By Susan Cornwell
WASHINGTON (Reuters) – U.S. Democrats in the House of Representatives on Friday proposed reinstating hundreds of millions of dollars in aid to El Salvador, Guatemala and Honduras that was cut off by the Trump administration because thousands of their citizens sought asylum at the U.S. border with Mexico.
The proposal was tucked into a bill to provide $4.5 billion (3.53 billion pounds) in humanitarian assistance to address the surge of migrants at the southern U.S. border. Republican President Donald Trump has sought that funding for U.S. programs that house, feed, transport and oversee the record numbers of Central American families seeking asylum and straining capacity at migrant shelters in U.S. border cities.
But the Trump administration cut aid to the three Central American countries earlier this week after Trump expressed unhappiness with their immigration policies. Congressional aides said the administration told them some $550 million in aid would be reallocated or suspended.
Democratic lawmakers have said it was cruel to slash aid to countries that are grappling with hunger and crime, and that the move would be counterproductive because it would more likely increase the number of migrants than decrease it. The House bill would require the administration to spend the money, which Congress has already approved.
The number of migrants apprehended crossing the U.S.-Mexico border surged in May to the highest level since 2006.

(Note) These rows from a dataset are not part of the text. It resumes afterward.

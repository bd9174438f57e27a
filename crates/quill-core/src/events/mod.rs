//! Typed events for the conversation loop
//!
//! The loop driver publishes [`AgentEvent`]s through a broadcast-based
//! [`EventBus`], giving every subscriber the same ordered view of a turn.
//! The streaming run mode additionally forwards the same events over an
//! mpsc channel to its caller.

use crate::agent::state::TerminationReason;
use crate::tools::types::{ToolCall, ToolResult};
use crate::types::LlmUsage;
use std::sync::Arc;
use tokio::sync::broadcast;

/// Events emitted while a turn is running
#[derive(Debug, Clone)]
pub enum AgentEvent {
    /// A tool round is starting
    RoundStarted { round: u32 },

    /// Incremental assistant content
    ContentDelta { content: String },

    /// The model announced a batch of tool calls
    ToolCallsAnnounced { round: u32, calls: Vec<ToolCall> },

    /// A tool call finished
    ToolResultReady { result: ToolResult },

    /// Token usage reported for one LLM call
    TokenCount { usage: LlmUsage },

    /// Cancellation was observed
    Cancelled,

    /// The configured round limit was reached
    MaxRoundsReached { rounds: u32 },

    /// The session cost limit was reached
    CostLimitReached,

    /// An unrecoverable error stopped the loop
    ErrorOccurred { message: String },

    /// The turn is over; always the final event
    Done { reason: TerminationReason },
}

impl AgentEvent {
    /// Stable name for the event kind
    pub fn event_type(&self) -> &'static str {
        match self {
            Self::RoundStarted { .. } => "round_started",
            Self::ContentDelta { .. } => "content_delta",
            Self::ToolCallsAnnounced { .. } => "tool_calls_announced",
            Self::ToolResultReady { .. } => "tool_result",
            Self::TokenCount { .. } => "token_count",
            Self::Cancelled => "cancelled",
            Self::MaxRoundsReached { .. } => "max_rounds_reached",
            Self::CostLimitReached => "cost_limit_reached",
            Self::ErrorOccurred { .. } => "error",
            Self::Done { .. } => "done",
        }
    }
}

/// Broadcast bus distributing [`AgentEvent`]s to any number of subscribers.
///
/// Each subscriber receives every event published after it subscribed, in
/// publish order. Slow subscribers that fall more than `capacity` events
/// behind start losing the oldest ones.
#[derive(Debug)]
pub struct EventBus {
    sender: broadcast::Sender<AgentEvent>,
    capacity: usize,
}

impl EventBus {
    /// Create a new bus with the given buffer capacity
    pub fn new(capacity: usize) -> Self {
        let (sender, _) = broadcast::channel(capacity);
        Self { sender, capacity }
    }

    /// Publish an event; returns the number of active receivers
    pub fn publish(&self, event: AgentEvent) -> usize {
        self.sender.send(event).unwrap_or(0)
    }

    /// Subscribe to future events
    pub fn subscribe(&self) -> broadcast::Receiver<AgentEvent> {
        self.sender.subscribe()
    }

    /// Number of active subscribers
    pub fn subscriber_count(&self) -> usize {
        self.sender.receiver_count()
    }

    /// Buffer capacity
    pub fn capacity(&self) -> usize {
        self.capacity
    }
}

impl Default for EventBus {
    fn default() -> Self {
        Self::new(256)
    }
}

impl Clone for EventBus {
    fn clone(&self) -> Self {
        Self {
            sender: self.sender.clone(),
            capacity: self.capacity,
        }
    }
}

/// Thread-safe shared bus handle
pub type SharedEventBus = Arc<EventBus>;

#[cfg(test)]
mod tests {
    use super::*;

    #[tokio::test]
    async fn test_publish_and_receive() {
        let bus = EventBus::new(16);
        let mut subscriber = bus.subscribe();

        let sent = bus.publish(AgentEvent::RoundStarted { round: 1 });
        assert_eq!(sent, 1);

        let event = subscriber.recv().await.unwrap();
        assert_eq!(event.event_type(), "round_started");
    }

    #[tokio::test]
    async fn test_multiple_subscribers_see_same_order() {
        let bus = EventBus::new(16);
        let mut sub1 = bus.subscribe();
        let mut sub2 = bus.subscribe();

        bus.publish(AgentEvent::RoundStarted { round: 1 });
        bus.publish(AgentEvent::Done {
            reason: TerminationReason::Normal,
        });

        for sub in [&mut sub1, &mut sub2] {
            assert_eq!(sub.recv().await.unwrap().event_type(), "round_started");
            assert_eq!(sub.recv().await.unwrap().event_type(), "done");
        }
    }

    #[tokio::test]
    async fn test_no_subscribers() {
        let bus = EventBus::new(16);
        assert_eq!(bus.publish(AgentEvent::Cancelled), 0);
        assert_eq!(bus.subscriber_count(), 0);
    }
}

“This legislation would address the humanitarian crisis in a way that balances the needs at the border with the imperative to hold the administration accountable,” House Appropriations Committee Chairwoman Nita Lowey, a Democrat, said in a statement.

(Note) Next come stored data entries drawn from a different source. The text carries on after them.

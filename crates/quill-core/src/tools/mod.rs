//! Tool types, the `Tool` trait, and the dispatch seam

pub mod base;
pub mod names;
pub mod registry;
pub mod types;

pub use base::{Tool, ToolError};
pub use registry::{SharedToolDispatcher, ToolDispatcher, ToolRegistry};
pub use types::{ToolCall, ToolParameter, ToolResult, ToolSchema};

Earlier this week a Senate panel approved, on a bipartisan basis, $4.6 billion in humanitarian aid to confront the migrant surge at the border. The House bill unveiled Friday is similar, but includes some restrictions on how border aid can be used, and requires facilities caring for unaccompanied children to allow oversight visits by lawmakers without prior notice.

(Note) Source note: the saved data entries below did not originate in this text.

//! Conversation loop driver
//!
//! [`TurnDriver`] owns the round loop: it sends the conversation to the
//! model, executes announced tool batches through the classifier and the
//! batch executor, appends results in submission order, and stops on one
//! of the terminal conditions (no tool calls, round limit, cancellation,
//! cost limit, or an LLM failure). A driver runs turns until it
//! terminates; termination is absorbing.

use crate::config::ExecutionConfig;
use crate::cost::CostTracker;
use crate::error::{QuillError, QuillResult};
use crate::events::{AgentEvent, EventBus};
use crate::exec::classifier::{classify, ClassifierConfig};
use crate::exec::executor::BatchExecutor;
use crate::exec::metrics::{ExecutionMetrics, MetricsCollector};
use crate::llm::client::LlmClient;
use crate::llm::messages::{LlmMessage, LlmResponse};
use crate::tools::registry::SharedToolDispatcher;
use crate::tools::types::ToolCall;
use crate::types::Id;
use futures::StreamExt;
use std::sync::Arc;
use tokio::sync::mpsc;
use tokio_util::sync::CancellationToken;
use tracing::{debug, info, warn};

use super::state::{LoopState, TerminationReason, TurnOutcome};

const CANCELLED_ENTRY: &str = "Operation cancelled.";
const MAX_ROUNDS_ENTRY: &str = "Maximum tool rounds reached; stopping.";
const COST_LIMIT_ENTRY: &str = "Session cost limit reached; stopping.";

/// Drives the conversation loop for one session.
///
/// The driver is the only component that touches conversation history.
/// The classifier, executor, and metrics collector it owns never see
/// messages; they communicate through [`ToolCall`]s and tool results.
pub struct TurnDriver {
    id: Id,
    conversation: Vec<LlmMessage>,
    state: LoopState,
    round: u32,
    llm: Arc<dyn LlmClient>,
    dispatcher: SharedToolDispatcher,
    cost: Arc<dyn CostTracker>,
    executor: BatchExecutor,
    classifier: ClassifierConfig,
    metrics: MetricsCollector,
    config: ExecutionConfig,
    cancellation: CancellationToken,
    bus: EventBus,
}

impl TurnDriver {
    /// Create a driver from its collaborators and configuration
    pub fn new(
        llm: Arc<dyn LlmClient>,
        dispatcher: SharedToolDispatcher,
        cost: Arc<dyn CostTracker>,
        config: ExecutionConfig,
    ) -> QuillResult<Self> {
        config.validate()?;
        let cancellation = CancellationToken::new();
        let executor = BatchExecutor::new(Arc::clone(&dispatcher), &config)
            .with_cancellation(cancellation.clone());

        // Tools that declare themselves read-only extend the classifier's
        // built-in table.
        let mut classifier = ClassifierConfig::from(&config);
        for schema in dispatcher.schemas() {
            if dispatcher.is_read_only(&schema.name) == Some(true) {
                classifier.additional_read_only.push(schema.name);
            }
        }

        let bus = EventBus::new(config.event_capacity);

        Ok(Self {
            id: Id::new_v4(),
            conversation: Vec::new(),
            state: LoopState::Idle,
            round: 0,
            llm,
            dispatcher,
            cost,
            executor,
            classifier,
            metrics: MetricsCollector::new(),
            config,
            cancellation,
            bus,
        })
    }

    /// Seed the conversation (system prompt, restored history)
    pub fn with_history(mut self, history: Vec<LlmMessage>) -> Self {
        self.conversation = history;
        self
    }

    /// Replace the driver's event bus with a shared one
    pub fn with_event_bus(mut self, bus: EventBus) -> Self {
        self.bus = bus;
        self
    }

    /// Wire the driver into an external cancellation hierarchy
    pub fn with_cancellation(mut self, token: CancellationToken) -> Self {
        self.executor = self.executor.with_cancellation(token.clone());
        self.cancellation = token;
        self
    }

    /// Token callers can use to cancel the running turn
    pub fn cancellation_token(&self) -> CancellationToken {
        self.cancellation.clone()
    }

    /// Request cancellation of the running turn
    pub fn cancel(&self) {
        self.cancellation.cancel();
    }

    /// Unique identifier of this driver, for log correlation
    pub fn id(&self) -> Id {
        self.id
    }

    /// The driver's event bus; every turn's events are published here
    pub fn event_bus(&self) -> &EventBus {
        &self.bus
    }

    /// Current driver state
    pub fn state(&self) -> LoopState {
        self.state
    }

    /// Full conversation history
    pub fn conversation(&self) -> &[LlmMessage] {
        &self.conversation
    }

    /// Snapshot of the session metrics
    pub fn metrics(&self) -> ExecutionMetrics {
        self.metrics.snapshot()
    }

    /// Human-readable metrics summary
    pub fn metrics_summary(&self) -> String {
        self.metrics.format_summary()
    }

    /// Run one turn of the conversation loop.
    ///
    /// Appends the user input, then loops: LLM call, tool batch, repeat,
    /// until a terminal condition is hit. LLM failures do not surface as
    /// `Err` — they terminate the loop with a user-visible error entry
    /// and a [`TerminationReason::Error`] outcome. `Err` is reserved for
    /// driver misuse, such as running a turn after termination.
    pub async fn run_turn(&mut self, user_input: impl Into<String>) -> QuillResult<TurnOutcome> {
        self.run_inner(user_input.into(), None).await
    }

    /// Run one turn, forwarding [`AgentEvent`]s over the given channel.
    ///
    /// LLM calls go through the streaming endpoint and incremental content
    /// is forwarded as `ContentDelta` events. The `Done` event is always
    /// the last one sent.
    pub async fn run_turn_streaming(
        &mut self,
        user_input: impl Into<String>,
        sender: mpsc::UnboundedSender<AgentEvent>,
    ) -> QuillResult<TurnOutcome> {
        self.run_inner(user_input.into(), Some(sender)).await
    }

    async fn run_inner(
        &mut self,
        user_input: String,
        sender: Option<mpsc::UnboundedSender<AgentEvent>>,
    ) -> QuillResult<TurnOutcome> {
        if self.state.is_terminated() {
            return Err(QuillError::agent("conversation loop already terminated"));
        }
        self.state = LoopState::Looping;
        let sender = sender.as_ref();

        self.conversation.push(LlmMessage::user(user_input));
        let first_new = self.conversation.len();
        let rounds_before = self.round;

        let reason = loop {
            if self.cancellation.is_cancelled() {
                self.conversation.push(LlmMessage::assistant(CANCELLED_ENTRY));
                self.emit(sender, AgentEvent::Cancelled);
                break TerminationReason::Cancelled;
            }

            // One LLM call per iteration; failures terminate, never retry.
            let response = match self.request_completion(sender).await {
                Ok(response) => response,
                Err(err) => {
                    warn!(error = %err, "LLM call failed, terminating turn");
                    self.conversation.push(LlmMessage::assistant(err.user_message()));
                    self.emit(
                        sender,
                        AgentEvent::ErrorOccurred {
                            message: err.to_string(),
                        },
                    );
                    break TerminationReason::Error;
                }
            };

            if let Some(usage) = &response.usage {
                self.cost
                    .record_session_cost(usage.prompt_tokens, usage.completion_tokens);
                self.emit(
                    sender,
                    AgentEvent::TokenCount {
                        usage: usage.clone(),
                    },
                );
            }

            if !response.has_tool_calls() {
                self.conversation.push(LlmMessage::assistant(response.content));
                break TerminationReason::Normal;
            }

            self.round += 1;
            let round = self.round;
            let calls: Vec<ToolCall> = response
                .tool_calls
                .into_iter()
                .map(|call| call.in_round(round))
                .collect();

            self.conversation
                .push(LlmMessage::assistant_with_tools(response.content, calls.clone()));
            self.emit(sender, AgentEvent::RoundStarted { round });
            self.emit(
                sender,
                AgentEvent::ToolCallsAnnounced {
                    round,
                    calls: calls.clone(),
                },
            );

            let batch = classify(&calls, &self.classifier);
            debug!(
                round,
                parallel = batch.parallel.len(),
                sequential = batch.sequential.len(),
                "classified tool batch"
            );
            let result = self.executor.execute(batch).await;

            // Results observed after cancellation are discarded.
            if self.cancellation.is_cancelled() {
                self.conversation.push(LlmMessage::assistant(CANCELLED_ENTRY));
                self.emit(sender, AgentEvent::Cancelled);
                break TerminationReason::Cancelled;
            }

            // Append one tool entry per call, in submission order.
            for call in &calls {
                if let Some(tool_result) = result.results.get(&call.id) {
                    self.conversation.push(LlmMessage::tool(
                        tool_result.content(),
                        call.id.clone(),
                        Some(call.name.clone()),
                    ));
                    self.emit(
                        sender,
                        AgentEvent::ToolResultReady {
                            result: tool_result.clone(),
                        },
                    );
                }
            }
            self.metrics.record_batch(&result);

            if self.round - rounds_before >= self.config.max_tool_rounds {
                self.conversation.push(LlmMessage::assistant(MAX_ROUNDS_ENTRY));
                self.emit(sender, AgentEvent::MaxRoundsReached { rounds: self.round });
                break TerminationReason::MaxRounds;
            }

            if self.cost.is_session_cost_limit_reached() {
                self.conversation.push(LlmMessage::assistant(COST_LIMIT_ENTRY));
                self.emit(sender, AgentEvent::CostLimitReached);
                break TerminationReason::CostLimit;
            }
        };

        self.state = LoopState::Terminated(reason);
        self.emit(sender, AgentEvent::Done { reason });

        let rounds = self.round - rounds_before;
        info!(driver_id = %self.id, %reason, rounds, "turn finished");

        Ok(TurnOutcome {
            new_entries: self.conversation[first_new..].to_vec(),
            rounds,
            termination: reason,
        })
    }

    /// One LLM call over the current conversation. Streaming mode collects
    /// the stream into a full response while forwarding content deltas.
    async fn request_completion(
        &self,
        sender: Option<&mpsc::UnboundedSender<AgentEvent>>,
    ) -> QuillResult<LlmResponse> {
        let schemas = self.dispatcher.schemas();
        let tools = if schemas.is_empty() {
            None
        } else {
            Some(schemas.as_slice())
        };

        match sender {
            None => self.llm.chat(&self.conversation, tools).await,
            Some(_) => {
                let mut stream = self.llm.chat_stream(&self.conversation, tools).await?;
                let mut content = String::new();
                let mut tool_calls = Vec::new();
                let mut usage = None;
                let mut finish_reason = None;

                while let Some(chunk) = stream.next().await {
                    let chunk = chunk?;
                    if let Some(delta) = chunk.content {
                        self.emit(
                            sender,
                            AgentEvent::ContentDelta {
                                content: delta.clone(),
                            },
                        );
                        content.push_str(&delta);
                    }
                    if let Some(calls) = chunk.tool_calls {
                        tool_calls.extend(calls);
                    }
                    if chunk.usage.is_some() {
                        usage = chunk.usage;
                    }
                    if chunk.is_final {
                        finish_reason = chunk.finish_reason;
                    }
                }

                let mut response = LlmResponse::with_tool_calls(content, tool_calls);
                response.usage = usage;
                response.finish_reason = finish_reason;
                Ok(response)
            }
        }
    }

    fn emit(&self, sender: Option<&mpsc::UnboundedSender<AgentEvent>>, event: AgentEvent) {
        if let Some(tx) = sender {
            // A dropped receiver only means the caller stopped listening.
            let _ = tx.send(event.clone());
        }
        self.bus.publish(event);
    }
}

The House bill left out money the Senate included for the Defense Department and to pay overtime for Immigration and Customs Enforcement employees. House aides said they expected a floor vote Tuesday in the Democratic-majority House; the Republican-majority Senate is also expected to take up its version soon.
The chambers will have to work out their differences before sending a bill to the president for signing into law. Neither the House nor the Senate version include any money for construction of Trump’s border wall.